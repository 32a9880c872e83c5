use crate::common::{client_for, contact_json};
use mockito::{Matcher, Server};
use serde_json::json;
use unsent::application::services::{contact_path, contacts_path};
use unsent::prelude::*;

#[test]
fn contact_paths_are_built_exactly() {
    assert_eq!(contact_path("b1", "c1"), "/contactBooks/b1/contacts/c1");
    assert_eq!(contacts_path("b1"), "/contactBooks/b1/contacts");
}

#[tokio::test]
async fn get_hits_exact_contact_path() {
    let mut server = Server::new_async().await;
    let mock = server
        .mock("GET", "/contactBooks/b1/contacts/c1")
        .with_status(200)
        .with_body(contact_json("b1", "c1", "ada@example.com").to_string())
        .expect(1)
        .create_async()
        .await;

    let client = client_for(&server);
    let contact = client.contacts().get("b1", "c1").await.unwrap();

    assert_eq!(contact.id, "c1");
    assert_eq!(contact.contact_book_id, "b1");
    assert_eq!(contact.email, "ada@example.com");
    mock.assert_async().await;
}

#[tokio::test]
async fn create_then_get_round_trips_identity() {
    let mut server = Server::new_async().await;
    let created = server
        .mock("POST", "/contactBooks/b1/contacts")
        .match_body(Matcher::Json(json!({
            "email": "ada@example.com",
            "firstName": "Ada",
            "lastName": "Lovelace",
            "properties": {"plan": "pro"}
        })))
        .with_status(200)
        .with_body(r#"{"contactId":"c1"}"#)
        .create_async()
        .await;
    server
        .mock("GET", "/contactBooks/b1/contacts/c1")
        .with_status(200)
        .with_body(contact_json("b1", "c1", "ada@example.com").to_string())
        .create_async()
        .await;

    let client = client_for(&server);
    let input = ContactCreate::new("ada@example.com")
        .with_first_name("Ada")
        .with_last_name("Lovelace")
        .with_property("plan", "pro");
    let response = client.contacts().create("b1", &input).await.unwrap();
    let contact = client
        .contacts()
        .get("b1", &response.contact_id)
        .await
        .unwrap();

    assert_eq!(contact.id, response.contact_id);
    assert_eq!(contact.email, input.email);
    assert_eq!(contact.first_name, input.first_name);
    created.assert_async().await;
}

#[tokio::test]
async fn update_patches_only_given_fields() {
    let mut server = Server::new_async().await;
    let mock = server
        .mock("PATCH", "/contactBooks/b1/contacts/c1")
        .match_body(Matcher::Json(json!({"subscribed": false})))
        .with_status(200)
        .with_body(r#"{"contactId":"c1"}"#)
        .create_async()
        .await;

    let client = client_for(&server);
    let update = ContactUpdate {
        subscribed: Some(false),
        ..Default::default()
    };
    let response = client.contacts().update("b1", "c1", &update).await.unwrap();

    assert_eq!(response.contact_id, "c1");
    mock.assert_async().await;
}

#[tokio::test]
async fn upsert_creates_new_and_updates_existing() {
    let mut server = Server::new_async().await;
    let create = server
        .mock("PUT", "/contactBooks/b1/contacts/new_contact")
        .match_body(Matcher::Json(json!({"email": "new@example.com"})))
        .with_status(201)
        .with_body(r#"{"contactId":"new_contact"}"#)
        .create_async()
        .await;
    let update = server
        .mock("PUT", "/contactBooks/b1/contacts/c1")
        .match_body(Matcher::Json(json!({"email": "ada@example.com", "firstName": "Augusta"})))
        .with_status(200)
        .with_body(r#"{"contactId":"c1"}"#)
        .create_async()
        .await;

    let client = client_for(&server);
    let created = client
        .contacts()
        .upsert("b1", "new_contact", &ContactUpsert::new("new@example.com"))
        .await
        .unwrap();
    let updated = client
        .contacts()
        .upsert(
            "b1",
            "c1",
            &ContactUpsert::new("ada@example.com").with_first_name("Augusta"),
        )
        .await
        .unwrap();

    assert_eq!(created.contact_id, "new_contact");
    assert_eq!(updated.contact_id, "c1");
    create.assert_async().await;
    update.assert_async().await;
}

#[tokio::test]
async fn delete_contact() {
    let mut server = Server::new_async().await;
    let mock = server
        .mock("DELETE", "/contactBooks/b1/contacts/c1")
        .with_status(200)
        .with_body(r#"{"success":true}"#)
        .create_async()
        .await;

    let client = client_for(&server);
    let response = client.contacts().delete("b1", "c1").await.unwrap();

    assert!(response.success);
    mock.assert_async().await;
}

#[tokio::test]
async fn list_forwards_query_parameters() {
    let mut server = Server::new_async().await;
    let mock = server
        .mock("GET", "/contactBooks/b1/contacts")
        .match_query(Matcher::AllOf(vec![
            Matcher::UrlEncoded("page".into(), "2".into()),
            Matcher::UrlEncoded("limit".into(), "50".into()),
        ]))
        .with_status(200)
        .with_body(json!([contact_json("b1", "c1", "ada@example.com")]).to_string())
        .create_async()
        .await;

    let client = client_for(&server);
    let query = ContactListQuery {
        page: Some(2),
        limit: Some(50),
        ..Default::default()
    };
    let contacts = client.contacts().list("b1", &query).await.unwrap();

    assert_eq!(contacts.len(), 1);
    assert_eq!(contacts[0].id, "c1");
    mock.assert_async().await;
}

#[tokio::test]
async fn missing_contact_returns_error_only() {
    let mut server = Server::new_async().await;
    server
        .mock("GET", "/contactBooks/b1/contacts/ghost")
        .with_status(404)
        .with_body(r#"{"error":{"code":"NOT_FOUND","message":"Contact not found"}}"#)
        .create_async()
        .await;

    let client = client_for(&server);
    let result = client.contacts().get("b1", "ghost").await;

    let err = result.unwrap_err();
    assert!(err.is_not_found());
    assert_eq!(err.path.as_deref(), Some("/contactBooks/b1/contacts/ghost"));
}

==========

If a line in the material contains "created", show it.

    let created = server
    created.assert_async().await;
    let created = client
    assert_eq!(created.contact_id, "new_contact");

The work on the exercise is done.